Orphan rescue continues during South Sudan crisis

Orphan rescue continues during South Sudan crisis

Children from the Greenland orphanage -- who initially hid in the bush to escape rebel fighting -- arrive safely in Yei, South Sudan, earlier this month.

 


Special prayer vigil, offering to be announced


ALCOA, Tenn. (Aug. 21, 2016) – The plight of some 35 orphaned children from South Sudan has captured the praying hearts of Holstonians who read on Facebook about the dangerous efforts to move them to safer ground earlier this month. 

As two Holston missionaries prepare to return to Africa this week to provide further aid for the children, other Holston leaders are planning a prayer vigil and offering to address the worsening crisis in South Sudan.

“Folks, we’re probably going to be looking at famine square in the face,” the Rev. Fred Dearing said during an Aug. 18 meeting about the future of ministry in South Sudan. “This is a God-sized problem.”

On Aug. 23, Dearing and his wife, Libby Dearing, will again depart their home in Chattanooga, Tenn., and travel to Uganda. Their goal is to rescue about 24 children from a Ugandan refugee camp.

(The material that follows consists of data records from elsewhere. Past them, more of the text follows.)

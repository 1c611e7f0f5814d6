use crate::core::types::{Bool, Date};
use crate::errors::Error;
use chrono::NaiveDate;
use serde::{Deserialize, Serialize};
use std::path::PathBuf;

pub trait ConfigItem<T> {
    fn get_value(&self) -> &T;
    fn set_value(&mut self, new_value: &str) -> Result<(), Error>;
    fn description(&self) -> &str;
}

#[derive(Debug, Clone, Serialize, Deserialize)]
pub struct DataFileConfigItem {
    pub value: PathBuf,
    pub description: String,
}
impl ConfigItem<PathBuf> for DataFileConfigItem {
    fn get_value(&self) -> &PathBuf {
        &self.value
    }
    fn set_value(&mut self, new_value: &str) -> Result<(), Error> {
        let trimmed = new_value.trim();
        if trimmed.is_empty() {
            return Err(Error::parse("Data file path cannot be empty."));
        }
        self.value = PathBuf::from(trimmed);
        Ok(())
    }
    fn description(&self) -> &str {
        &self.description
    }
}

#[derive(Debug, Clone, Serialize, Deserialize)]
pub struct BoolConfigItem {
    pub value: Bool,
    pub description: String,
}

impl BoolConfigItem {
    pub fn batch_fetch() -> Self {
        Self {
            value: Bool(true),
            description: "Fetch a whole week in one request when the source allows it.".into(),
        }
    }

    pub fn file_logging() -> Self {
        Self {
            value: Bool(true),
            description: "Enable writing log messages to file.".into(),
        }
    }
}

impl ConfigItem<Bool> for BoolConfigItem {
    fn get_value(&self) -> &Bool {
        &self.value
    }
    fn set_value(&mut self, new_value: &str) -> Result<(), Error> {
        self.value = Bool::try_from_str(new_value)?;
        Ok(())
    }
    fn description(&self) -> &str {
        &self.description
    }
}

#[derive(Debug, Clone, Serialize, Deserialize)]
pub struct TitlePrefixConfigItem {
    pub value: String,
    pub description: String,
}

impl Default for TitlePrefixConfigItem {
    fn default() -> Self {
        Self {
            value: "우리집".into(),
            description: "Words shown before the week title.".into(),
        }
    }
}

impl ConfigItem<String> for TitlePrefixConfigItem {
    fn get_value(&self) -> &String {
        &self.value
    }
    fn set_value(&mut self, new_value: &str) -> Result<(), Error> {
        self.value = new_value.trim().to_string();
        Ok(())
    }
    fn description(&self) -> &str {
        &self.description
    }
}

#[derive(Debug, Clone, Serialize, Deserialize, Default)]
pub struct StartDateConfigItem {
    pub value: Option<NaiveDate>,
    pub description: String,
}
impl ConfigItem<Option<NaiveDate>> for StartDateConfigItem {
    fn get_value(&self) -> &Option<NaiveDate> {
        &self.value
    }
    fn set_value(&mut self, new_value: &str) -> Result<(), Error> {
        if new_value.trim().is_empty() {
            self.value = None;
            return Ok(());
        }
        let parsed = Date::try_from_str(new_value)?;
        self.value = Some(parsed.0);
        Ok(())
    }
    fn description(&self) -> &str {
        &self.description
    }
}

The children are former residents of Grace Home for Children in Yei, who were evacuated to Uganda in July to protect them from escalating violence in their own nation. 

The Dearings will also work to continue the evacuation of about 12 orphans – former Greenland Home for Children residents – moved to Yei earlier this month in a perilous rescue carried out by South Sudanese mission staff. Libby Dearing shared prayer requests for the effort through her Facebook page.

The Dearings will stay in Uganda until late September, planning a temporary home and education for the orphans in Uganda.

 

HOW TO HELP 

“We have to find a way of being with the people – not for them but with them,” Danny Howe said during the Aug. 18 planning meeting. Howe is Holston’s coordinator of South Sudan missions. 

Holston mission leaders are trying to figure out how to help their East African friends from a distance -- now that U.S. missionaries have evacuated, mission teams are suspended, and South Sudanese people are fleeing their own nation by the thousands. 

War and starvation are bearing down on South Sudan, even in Yei, a relatively peaceful place where Holston has invested people and money over the last decade

Next week, the Holston Missions Team will publicize a day of prayer – followed by a special offering – that will help secure the care of the orphans as well as other South Sudanese ministries, Howe said. 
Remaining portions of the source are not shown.